French explorer and father of New France Samuel de Champlain attacked for being 'too colonial'
Cancel culture has come calling again, and another Canadian hero finds his reputation in peril from attacks by ultra-woke public employees.
This time it is Samuel de Champlain (1567-1635), whom readers may remember from their high school history lessons as a French explorer and cartographer of the eastern seaboard and St Lawrence Valley, penetrating as far into the interior as Lake Huron.
He pioneered the French settlement of Acadia, founded Quebec City and Trois Rivieres, and created a vast trading network with First Nations with whom he had good relations. He spoke Indigenous languages, adopted three Indigenous children and wrote the first ethnographies of the Montagnais people.
Champlain defended Quebec against the English and against those back home in France who wished there to be no colonial settlement but only a fur trading enterprise in those lands. He kept royal interest alive in the face of little discernible return. He was, like no one else, the Father of New France and, thus, an important figure in the history of Canada.

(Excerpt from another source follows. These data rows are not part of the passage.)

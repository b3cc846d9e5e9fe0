//! Rating store backed by flat JSON files

use futures::future::join_all;
use serde::de::DeserializeOwned;
use serde::{Deserialize, Serialize};
use serde_json::{Map, Value};
use std::path::{Path, PathBuf};
use tracing::{debug, info, warn};

use super::{validate_filename, RatingStore, StoreError, StoreResult};
use crate::cli::DataPaths;
use crate::ratings::{
    sort_runs, CandidateId, Evaluation, RatingSet, RubricDefinition, RunMetadata, RunSummary,
};

const RUN_PREFIX: &str = "evaluation_";
const METADATA_KEY: &str = "evaluation_metadata";
const RATINGS_KEY: &str = "candidate_ratings";
const PROMPT_KEY: &str = "full_prompt_used";
const HIDE_KEY: &str = "hideFromDashboard";

/// Only the metadata block of a run file
#[derive(Deserialize)]
struct RunHeader {
    #[serde(default)]
    evaluation_metadata: Option<RunMetadata>,
}

/// Store reading and writing the dashboard's JSON files
#[derive(Debug, Clone)]
pub struct FileRatingStore {
    paths: DataPaths,
}

impl FileRatingStore {
    pub fn new(paths: DataPaths) -> Self {
        Self { paths }
    }

    pub fn paths(&self) -> &DataPaths {
        &self.paths
    }

    fn run_path(&self, run: &str) -> StoreResult<PathBuf> {
        validate_filename(run)?;
        Ok(self.paths.results_dir.join(run))
    }

    /// AI ratings from the legacy single-run file; empty when absent
    pub async fn legacy_ai_ratings(&self) -> StoreResult<RatingSet> {
        match read_json::<Value>(&self.paths.ai_ratings).await {
            Ok(doc) => ratings_from_document(&self.paths.ai_ratings, doc),
            Err(e) if e.is_not_found() => Ok(RatingSet::new()),
            Err(e) => Err(e),
        }
    }

    /// Replace the whole human ratings file
    pub async fn put_human_ratings(&self, ratings: &RatingSet) -> StoreResult<()> {
        write_json(&self.paths.human_ratings, ratings).await
    }

    /// Write `ratings` to `new_run` using `run` as the template, merging
    /// `metadata` into its metadata block. Legacy files without a block are
    /// written without one. `new_run` may equal `run`.
    pub async fn save_run_copy(
        &self,
        run: &str,
        new_run: &str,
        ratings: &RatingSet,
        metadata: Map<String, Value>,
    ) -> StoreResult<PathBuf> {
        let source = self.run_path(run)?;
        let target = self.run_path(new_run)?;
        let mut doc = read_json::<Value>(&source).await?;

        set_ratings(&source, &mut doc, ratings)?;
        if let Some(meta) = doc.get_mut(METADATA_KEY).and_then(Value::as_object_mut) {
            meta.extend(metadata);
        }

        write_json(&target, &doc).await?;
        info!("Saved run copy to {:?}", target);
        Ok(target)
    }

    /// Bytes of a candidate screenshot
    pub async fn candidate_image(&self, filename: &str) -> StoreResult<Vec<u8>> {
        validate_filename(filename)?;
        let path = self.paths.images_dir.join(filename);
        tokio::fs::read(&path)
            .await
            .map_err(|e| StoreError::from_io(&path, e))
    }

    /// Copy the human ratings file aside once; later calls keep the first copy
    pub async fn backup_human_ratings(&self, suffix: &str) -> StoreResult<Option<PathBuf>> {
        backup(&self.paths.human_ratings, suffix).await
    }

    pub async fn backup_run(&self, run: &str, suffix: &str) -> StoreResult<Option<PathBuf>> {
        let path = self.run_path(run)?;
        backup(&path, suffix).await
    }

    async fn read_run_summary(&self, filename: String) -> Option<RunSummary> {
        let path = self.paths.results_dir.join(&filename);
        match read_json::<RunHeader>(&path).await {
            Ok(header) => Some(RunSummary::from_metadata(
                &filename,
                header.evaluation_metadata.as_ref(),
            )),
            Err(e) => {
                warn!("Skipping run {}: {}", filename, e);
                None
            }
        }
    }
}

impl RatingStore for FileRatingStore {
    async fn human_ratings(&self) -> StoreResult<RatingSet> {
        match read_json::<RatingSet>(&self.paths.human_ratings).await {
            Ok(mut ratings) => {
                fill_candidate_ids(&mut ratings);
                Ok(ratings)
            }
            Err(e) if e.is_not_found() => {
                debug!("No human ratings at {:?} yet", self.paths.human_ratings);
                Ok(RatingSet::new())
            }
            Err(e) => Err(e),
        }
    }

    async fn get_human_evaluation(&self, candidate_id: &CandidateId) -> StoreResult<Option<Evaluation>> {
        Ok(self.human_ratings().await?.remove(candidate_id))
    }

    async fn put_human_evaluation(
        &self,
        candidate_id: &CandidateId,
        mut evaluation: Evaluation,
    ) -> StoreResult<()> {
        // A corrupt file is reported rather than overwritten
        let mut ratings = self.human_ratings().await?;
        evaluation.candidate_id = candidate_id.clone();
        ratings.insert(candidate_id.clone(), evaluation);
        write_json(&self.paths.human_ratings, &ratings).await?;
        info!("Saved human rating for candidate {}", candidate_id);
        Ok(())
    }

    async fn list_runs(&self) -> StoreResult<Vec<RunSummary>> {
        let dir = &self.paths.results_dir;
        let mut entries = match tokio::fs::read_dir(dir).await {
            Ok(entries) => entries,
            Err(e) if e.kind() == std::io::ErrorKind::NotFound => {
                warn!("Results directory {:?} does not exist", dir);
                return Ok(Vec::new());
            }
            Err(e) => return Err(StoreError::from_io(dir, e)),
        };

        let mut filenames = Vec::new();
        while let Some(entry) = entries
            .next_entry()
            .await
            .map_err(|e| StoreError::from_io(dir, e))?
        {
            let name = entry.file_name().to_string_lossy().to_string();
            if name.starts_with(RUN_PREFIX) && name.ends_with(".json") {
                filenames.push(name);
            }
        }

        let mut runs: Vec<RunSummary> =
            join_all(filenames.into_iter().map(|name| self.read_run_summary(name)))
                .await
                .into_iter()
                .flatten()
                .collect();

        sort_runs(&mut runs);
        Ok(runs)
    }

    async fn run_evaluations(&self, run: &str) -> StoreResult<RatingSet> {
        let path = self.run_path(run)?;
        let doc = read_json::<Value>(&path).await?;
        ratings_from_document(&path, doc)
    }

    async fn set_run_visibility(&self, run: &str, hidden: bool) -> StoreResult<RunSummary> {
        let path = self.run_path(run)?;
        let mut doc = match read_json::<Value>(&path).await {
            Err(e) if e.is_not_found() => return Err(StoreError::not_found(format!("run {}", run))),
            other => other?,
        };

        let root = doc
            .as_object_mut()
            .ok_or_else(|| StoreError::Validation(format!("run {} is not a JSON object", run)))?;
        let meta = root
            .entry(METADATA_KEY)
            .or_insert_with(|| Value::Object(Map::new()));
        if !meta.is_object() {
            *meta = Value::Object(Map::new());
        }
        if let Some(meta) = meta.as_object_mut() {
            meta.insert(HIDE_KEY.to_string(), Value::Bool(hidden));
        }

        write_json(&path, &doc).await?;
        info!("Set {} = {} on run {}", HIDE_KEY, hidden, run);

        let metadata: Option<RunMetadata> = match doc.get(METADATA_KEY) {
            Some(meta) => Some(
                serde_json::from_value(meta.clone()).map_err(|e| StoreError::malformed(&path, e))?,
            ),
            None => None,
        };
        Ok(RunSummary::from_metadata(run, metadata.as_ref()))
    }

    async fn rubric(&self) -> StoreResult<RubricDefinition> {
        let path = &self.paths.rubric;
        let raw = read_json::<Value>(path).await?;
        RubricDefinition::from_value(raw).map_err(|e| StoreError::malformed(path, e))
    }
}

/// Extract the ratings from a run or legacy AI document.
///
/// New-style files keep them under `candidate_ratings`; legacy files are the
/// ratings object itself, possibly next to a metadata block.
fn ratings_from_document(path: &Path, doc: Value) -> StoreResult<RatingSet> {
    let ratings = match doc {
        Value::Object(mut root) => match root.remove(RATINGS_KEY) {
            Some(ratings) => ratings,
            None => {
                root.remove(METADATA_KEY);
                root.remove(PROMPT_KEY);
                Value::Object(root)
            }
        },
        other => other,
    };
    let mut ratings: RatingSet =
        serde_json::from_value(ratings).map_err(|e| StoreError::malformed(path, e))?;
    fill_candidate_ids(&mut ratings);
    Ok(ratings)
}

/// Records written without a `candidate_id` take it from their key
fn fill_candidate_ids(ratings: &mut RatingSet) {
    for (id, evaluation) in ratings.iter_mut() {
        if evaluation.candidate_id.as_str().is_empty() {
            evaluation.candidate_id = id.clone();
        }
    }
}

/// Replace the ratings in `doc`, keeping its layout and non-rating keys
fn set_ratings(path: &Path, doc: &mut Value, ratings: &RatingSet) -> StoreResult<()> {
    let value = serde_json::to_value(ratings).map_err(|e| StoreError::malformed(path, e))?;
    let Some(root) = doc.as_object_mut() else {
        *doc = value;
        return Ok(());
    };

    if root.contains_key(RATINGS_KEY) {
        root.insert(RATINGS_KEY.to_string(), value);
    } else {
        root.retain(|key, _| key == METADATA_KEY || key == PROMPT_KEY);
        if let Value::Object(entries) = value {
            root.extend(entries);
        }
    }
    Ok(())
}

async fn read_json<T: DeserializeOwned>(path: &Path) -> StoreResult<T> {
    let content = tokio::fs::read_to_string(path)
        .await
        .map_err(|e| StoreError::from_io(path, e))?;
    serde_json::from_str(&content).map_err(|e| StoreError::malformed(path, e))
}

async fn write_json<T: Serialize + ?Sized>(path: &Path, value: &T) -> StoreResult<()> {
    let content = serde_json::to_string_pretty(value).map_err(|e| StoreError::malformed(path, e))?;
    if let Some(parent) = path.parent().filter(|p| !p.as_os_str().is_empty()) {
        tokio::fs::create_dir_all(parent)
            .await
            .map_err(|e| StoreError::from_io(parent, e))?;
    }
    tokio::fs::write(path, content)
        .await
        .map_err(|e| StoreError::from_io(path, e))
}

async fn backup(path: &Path, suffix: &str) -> StoreResult<Option<PathBuf>> {
    let mut name = path.as_os_str().to_owned();
    name.push(suffix);
    let backup_path = PathBuf::from(name);

    if tokio::fs::try_exists(&backup_path).await.unwrap_or(false) {
        return Ok(None);
    }
    match tokio::fs::copy(path, &backup_path).await {
        Ok(_) => {
            info!("Backed up {:?} to {:?}", path, backup_path);
            Ok(Some(backup_path))
        }
        Err(e) if e.kind() == std::io::ErrorKind::NotFound => Ok(None),
        Err(e) => Err(StoreError::from_io(path, e)),
    }
}
//! HTTP handlers for the dashboard

use askama::Template;
use axum::{
    extract::{Path, Query, State},
    http::{header, StatusCode},
    response::{Html, IntoResponse, Response},
    Json,
};
use serde::{Deserialize, Serialize};
use serde_json::Value;
use std::collections::BTreeSet;
use std::sync::Arc;
use tracing::{error, warn};

use super::state::AppState;
use crate::analytics::{analyze_runs, load_run_ratings, tracked_red_flags, RunsAnalysis};
use crate::ratings::{CandidateId, Criteria, Evaluation, RatingSet, RubricDefinition, RunSummary};
use crate::scoring::{navigation_order, round2, GapReport, SortMode, WeightedScore};
use crate::store::{RatingStore, StoreError};

/// Error returned by the JSON API as `{"error": "..."}`
#[derive(Debug)]
pub struct ApiError {
    status: StatusCode,
    message: String,
}

impl ApiError {
    fn bad_request(message: impl Into<String>) -> Self {
        Self {
            status: StatusCode::BAD_REQUEST,
            message: message.into(),
        }
    }
}

impl From<StoreError> for ApiError {
    fn from(e: StoreError) -> Self {
        let status = match &e {
            StoreError::NotFound { .. } => StatusCode::NOT_FOUND,
            StoreError::Validation(_) => StatusCode::BAD_REQUEST,
            StoreError::MalformedData { .. } | StoreError::Io { .. } => {
                error!("Store failure: {}", e);
                StatusCode::INTERNAL_SERVER_ERROR
            }
        };
        Self {
            status,
            message: e.to_string(),
        }
    }
}

impl From<askama::Error> for ApiError {
    fn from(e: askama::Error) -> Self {
        error!("Failed to render template: {}", e);
        Self {
            status: StatusCode::INTERNAL_SERVER_ERROR,
            message: "Failed to render page".to_string(),
        }
    }
}

impl IntoResponse for ApiError {
    fn into_response(self) -> Response {
        (self.status, Json(serde_json::json!({ "error": self.message }))).into_response()
    }
}

type ApiResult<T> = Result<T, ApiError>;

/// Which side of the comparison to read
#[derive(Debug, Clone, Copy, Default, PartialEq, Eq, Deserialize)]
#[serde(rename_all = "lowercase")]
pub enum RatingKind {
    Human,
    #[default]
    Ai,
}

#[derive(Debug, Deserialize)]
pub struct RatingsQuery {
    #[serde(default, rename = "type")]
    pub kind: RatingKind,
    /// Run file to read AI ratings from; the legacy file when absent
    pub filename: Option<String>,
}

#[derive(Debug, Deserialize)]
#[serde(rename_all = "camelCase")]
pub struct SaveRatingRequest {
    pub candidate_id: CandidateId,
    pub evaluation: Evaluation,
}

#[derive(Debug, Serialize)]
pub struct SaveRatingResponse {
    pub success: bool,
    pub evaluation: Evaluation,
}

#[derive(Debug, Deserialize)]
pub struct ScoreRequest {
    #[serde(default)]
    pub criteria: Criteria,
    #[serde(default)]
    pub red_flags: BTreeSet<String>,
}

#[derive(Debug, Serialize)]
#[serde(rename_all = "camelCase")]
pub struct HideResponse {
    pub success: bool,
    pub hide_from_dashboard: bool,
    pub filename: String,
}

#[derive(Debug, Deserialize)]
pub struct AnalyticsQuery {
    #[serde(default)]
    pub show_hidden: bool,
    #[serde(default)]
    pub sort_by_gap: bool,
}

#[derive(Debug, Deserialize)]
pub struct CandidatesQuery {
    #[serde(default)]
    pub sort: SortMode,
    pub filename: Option<String>,
}

/// AI ratings for a run, or the legacy file; empty on any read failure
async fn ai_ratings(state: &AppState, filename: Option<&str>) -> RatingSet {
    match filename {
        Some(run) => load_run_ratings(&state.store, run).await,
        None => state.store.legacy_ai_ratings().await.unwrap_or_else(|e| {
            warn!("Using empty legacy AI ratings: {}", e);
            RatingSet::new()
        }),
    }
}

// ============================================================================
// Page Handlers (HTML)
// ============================================================================

/// Dashboard with the evaluate and analytics tabs
pub async fn index() -> Response {
    Html(include_str!("../../templates/index.html")).into_response()
}

#[derive(Template)]
#[template(path = "report.html")]
struct ReportTemplate {
    source: String,
    generated_at: String,
    analyzed: usize,
    paired: usize,
    metrics: Vec<(String, String)>,
    distribution: Vec<(String, usize)>,
    categories: Vec<CategoryRow>,
    flags: Vec<FlagRow>,
    top_gaps: Vec<GapRow>,
    overrating: String,
    blindspots: Vec<String>,
}

struct CategoryRow {
    name: String,
    avg_gap: String,
    ai_avg: String,
    human_avg: String,
    bias: String,
    worst: String,
}

struct FlagRow {
    id: String,
    description: String,
    human: usize,
    ai: usize,
    missed: String,
}

struct GapRow {
    candidate: String,
    image: String,
    gap: String,
    human: String,
    ai: String,
    human_flags: String,
    ai_flags: String,
}

fn join_display<T: ToString>(items: impl IntoIterator<Item = T>) -> String {
    items
        .into_iter()
        .map(|item| item.to_string())
        .collect::<Vec<_>>()
        .join(", ")
}

impl ReportTemplate {
    fn new(report: &GapReport, rubric: Option<&RubricDefinition>) -> Self {
        let m = &report.overall;
        let d = &report.gap_distribution;
        ReportTemplate {
            source: report.source.clone(),
            generated_at: report.generated_at.format("%Y-%m-%d %H:%M:%S UTC").to_string(),
            analyzed: report.total_candidates_analyzed,
            paired: report.candidates_with_both_ratings,
            metrics: vec![
                ("Average gap".to_string(), format!("{:.3}", m.average_gap)),
                ("Median gap".to_string(), format!("{:.3}", m.median_gap)),
                ("Correlation".to_string(), format!("{:.3}", m.correlation)),
                ("Accuracy".to_string(), format!("{:.1}%", m.accuracy_rate)),
                ("AI average".to_string(), format!("{:.2}", m.ai_average_score)),
                ("Human average".to_string(), format!("{:.2}", m.human_average_score)),
                (
                    "AI bias".to_string(),
                    format!("{} ({:.3})", m.ai_bias, m.bias_magnitude),
                ),
            ],
            distribution: vec![
                ("Large (>= 1.5)".to_string(), d.large),
                ("Medium (0.5 - 1.5)".to_string(), d.medium),
                ("Small (< 0.5)".to_string(), d.small),
            ],
            categories: report
                .category_analysis
                .iter()
                .map(|(criterion, a)| CategoryRow {
                    name: criterion.to_string(),
                    avg_gap: format!("{:.2}", a.avg_gap),
                    ai_avg: format!("{:.2}", a.ai_avg),
                    human_avg: format!("{:.2}", a.human_avg),
                    bias: a.ai_bias.to_string(),
                    worst: join_display(&a.worst_gaps),
                })
                .collect(),
            flags: report
                .red_flag_analysis
                .iter()
                .map(|(id, a)| FlagRow {
                    id: id.clone(),
                    description: rubric
                        .and_then(|r| r.red_flag(id))
                        .map(|f| f.description.clone())
                        .unwrap_or_default(),
                    human: a.human_flagged,
                    ai: a.ai_flagged,
                    missed: join_display(&a.missed_by_ai),
                })
                .collect(),
            top_gaps: report
                .top_gap_candidates
                .iter()
                .map(|c| GapRow {
                    candidate: c.candidate_id.to_string(),
                    image: c.image_file.clone(),
                    gap: format!("{:.2}", c.overall_gap),
                    human: format!("{:.2}", c.human_score),
                    ai: format!("{:.2}", c.ai_score),
                    human_flags: join_display(&c.human_flags),
                    ai_flags: join_display(&c.ai_flags),
                })
                .collect(),
            overrating: format!("{:.0}%", report.key_patterns.ai_overrating_frequency * 100.0),
            blindspots: report.key_patterns.common_ai_blindspots.clone(),
        }
    }
}

/// Gap report of one run against the human ratings
pub async fn report_page(
    State(state): State<Arc<AppState>>,
    Path(filename): Path<String>,
) -> ApiResult<Html<String>> {
    let human = state.store.human_ratings().await?;
    let ai = state.store.run_evaluations(&filename).await?;
    let rubric = state.store.rubric().await.ok();
    let flags = tracked_red_flags(rubric.as_ref());

    let report = GapReport::build(&filename, &human, &ai, &flags, &state.comparison_settings());
    let page = ReportTemplate::new(&report, rubric.as_ref()).render()?;
    Ok(Html(page))
}

// ============================================================================
// API Handlers (JSON)
// ============================================================================

/// Human ratings, or AI ratings from a run or the legacy file
pub async fn api_get_ratings(
    State(state): State<Arc<AppState>>,
    Query(query): Query<RatingsQuery>,
) -> ApiResult<Json<RatingSet>> {
    let ratings = match query.kind {
        RatingKind::Human => state.store.human_ratings().await?,
        RatingKind::Ai => ai_ratings(&state, query.filename.as_deref()).await,
    };
    Ok(Json(ratings))
}

/// One candidate's human evaluation, or a blank one at the scale midpoint
pub async fn api_get_human_rating(
    State(state): State<Arc<AppState>>,
    Path(candidate_id): Path<CandidateId>,
) -> ApiResult<Json<Evaluation>> {
    let neutral = state.config.scoring.scale.neutral();
    let evaluation = state
        .store
        .get_human_evaluation(&candidate_id)
        .await?
        .unwrap_or_else(|| Evaluation::new(candidate_id, neutral));
    Ok(Json(evaluation))
}

/// Save a human evaluation after recomputing its derived fields
pub async fn api_save_rating(
    State(state): State<Arc<AppState>>,
    Json(request): Json<SaveRatingRequest>,
) -> ApiResult<Json<SaveRatingResponse>> {
    let mut evaluation = request.evaluation;
    evaluation.candidate_id = request.candidate_id.clone();
    if evaluation.image_filename.is_none() {
        evaluation.image_filename = Some(request.candidate_id.image_filename());
    }

    let engine = state.engine().await;
    engine.recompute(&mut evaluation);
    evaluation.touch();

    state
        .store
        .put_human_evaluation(&request.candidate_id, evaluation.clone())
        .await?;

    Ok(Json(SaveRatingResponse {
        success: true,
        evaluation,
    }))
}

/// Preview of the derived scores for unsaved edits
pub async fn api_score(
    State(state): State<Arc<AppState>>,
    Json(request): Json<ScoreRequest>,
) -> Json<WeightedScore> {
    let engine = state.engine().await;
    Json(
        engine
            .compute_weighted_score(&request.criteria, &request.red_flags)
            .rounded(),
    )
}

/// Rubric exactly as stored
pub async fn api_rubric(State(state): State<Arc<AppState>>) -> ApiResult<Json<Value>> {
    let rubric = state.store.rubric().await?;
    Ok(Json(rubric.raw().clone()))
}

pub async fn api_list_runs(State(state): State<Arc<AppState>>) -> ApiResult<Json<Vec<RunSummary>>> {
    Ok(Json(state.store.list_runs().await?))
}

pub async fn api_evaluation_data(
    State(state): State<Arc<AppState>>,
    Path(filename): Path<String>,
) -> ApiResult<Json<RatingSet>> {
    Ok(Json(state.store.run_evaluations(&filename).await?))
}

/// Set or clear a run's `hideFromDashboard` flag
pub async fn api_hide_run(
    State(state): State<Arc<AppState>>,
    Path(filename): Path<String>,
    Json(body): Json<Value>,
) -> ApiResult<Json<HideResponse>> {
    let hidden = body
        .get("hideFromDashboard")
        .and_then(Value::as_bool)
        .ok_or_else(|| ApiError::bad_request("hideFromDashboard must be a boolean"))?;

    let run = state.store.set_run_visibility(&filename, hidden).await?;

    Ok(Json(HideResponse {
        success: true,
        hide_from_dashboard: run.hide_from_dashboard,
        filename: run.filename,
    }))
}

/// Comparison of every visible run against the human ratings
pub async fn api_analytics(
    State(state): State<Arc<AppState>>,
    Query(query): Query<AnalyticsQuery>,
) -> ApiResult<Json<RunsAnalysis>> {
    let mut analysis =
        analyze_runs(&state.store, query.show_hidden, &state.comparison_settings()).await?;

    if query.sort_by_gap {
        for run in &mut analysis.runs {
            run.report.candidates = run.report.sorted_by_gap().into_iter().cloned().collect();
        }
    }

    Ok(Json(analysis))
}

/// Order in which the evaluate tab steps through candidates
pub async fn api_candidates(
    State(state): State<Arc<AppState>>,
    Query(query): Query<CandidatesQuery>,
) -> ApiResult<Json<Vec<CandidateId>>> {
    let human = state.store.human_ratings().await?;
    let ai = ai_ratings(&state, query.filename.as_deref()).await;
    Ok(Json(navigation_order(
        &human,
        &ai,
        query.sort,
        state.config.scoring.candidate_count,
    )))
}

/// Candidate screenshot
pub async fn api_image(
    State(state): State<Arc<AppState>>,
    Path(filename): Path<String>,
) -> ApiResult<Response> {
    let bytes = state.store.candidate_image(&filename).await?;
    Ok((
        [
            (header::CONTENT_TYPE, "image/jpeg"),
            (header::CACHE_CONTROL, "public, max-age=31536000, immutable"),
        ],
        bytes,
    )
        .into_response())
}

/// Health check endpoint
pub async fn health(State(state): State<Arc<AppState>>) -> Json<Value> {
    let runs = state.store.list_runs().await.map(|r| r.len()).ok();
    Json(serde_json::json!({
        "status": "healthy",
        "service": "portfolio-eval",
        "scale": state.config.scoring.scale.to_string(),
        "neutral_score": round2(state.config.scoring.scale.neutral()),
        "runs": runs,
    }))
}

In the four centuries since his activities, Champlain has been honoured by having his name attached to towns, parks, colleges, rivers, lakes, schools, streets, and warships. His likeness has been preserved on postage stamps in Canada and the United States and with statues. Tributes to him have been constant and uncontroversial until recently when bureaucrats in Ottawa began to have second doubts about this towering figure.
An entirely harmless and fact-filled plaque commemorating him in Nepean Point, Ont., was flagged for review by the Historic Sites and Monuments Board, whose note explains: A review can be triggered for one of the following reasons – outdated language or terminology, absence of a significant layer of history, factual errors, controversial beliefs and behaviour, or significant new knowledge.
According to the Board, Canadian tributes to Champlain are under scrutiny for being too “colonial.”
Most Canadians would be puzzled by that judgment. “Too colonial?” Wasn’t Champlain’s whole adult life devoted to the colonial project? Isn’t the existence of Francophone Canada the result of 150 years of French colonialism? Wasn’t Canada originally formed out of the union of four British colonies, and wasn’t Confederation completed in 1949 with the addition of Britain’s oldest colony, Newfoundland?
The answer is “yes” to all of that, but we are now told that colonialism – which introduced elements such as literacy and science to North America and put an end to endemic warfare and slavery – is now something to be ashamed of. University curricula, our legal system, healthcare, and even our constitutional monarchy are all slated for decolonization in the name of reconciliation and inclusivity.
While laudable goals, anticolonialism holds a darker side for many activists, academics, critical race theorists, and organizations: it challenges the fundamental legitimacy of the Canadian state. As a result, we hear phrases such as “so-called Canada” or “Canadian-occupied territory on Turtle Island,” where the majority of Canadians are labelled as “settlers,” and elected officials describe Canada as a genocidal entity.
These
critics do not share a unified vision in their corrosive attacks on the Canadian
project, but they all benefit from undermining our historical pride. If Champlain,
who planted the French-speaking fact, and Macdonald, who engineered Confederation,
are now to be erased from history, it opens the door to radical upheaval and changes
that we have not endorsed through democratic processes.
Gerry Bowler is a historian and Senior Fellow at the Frontier Centre for Public Policy.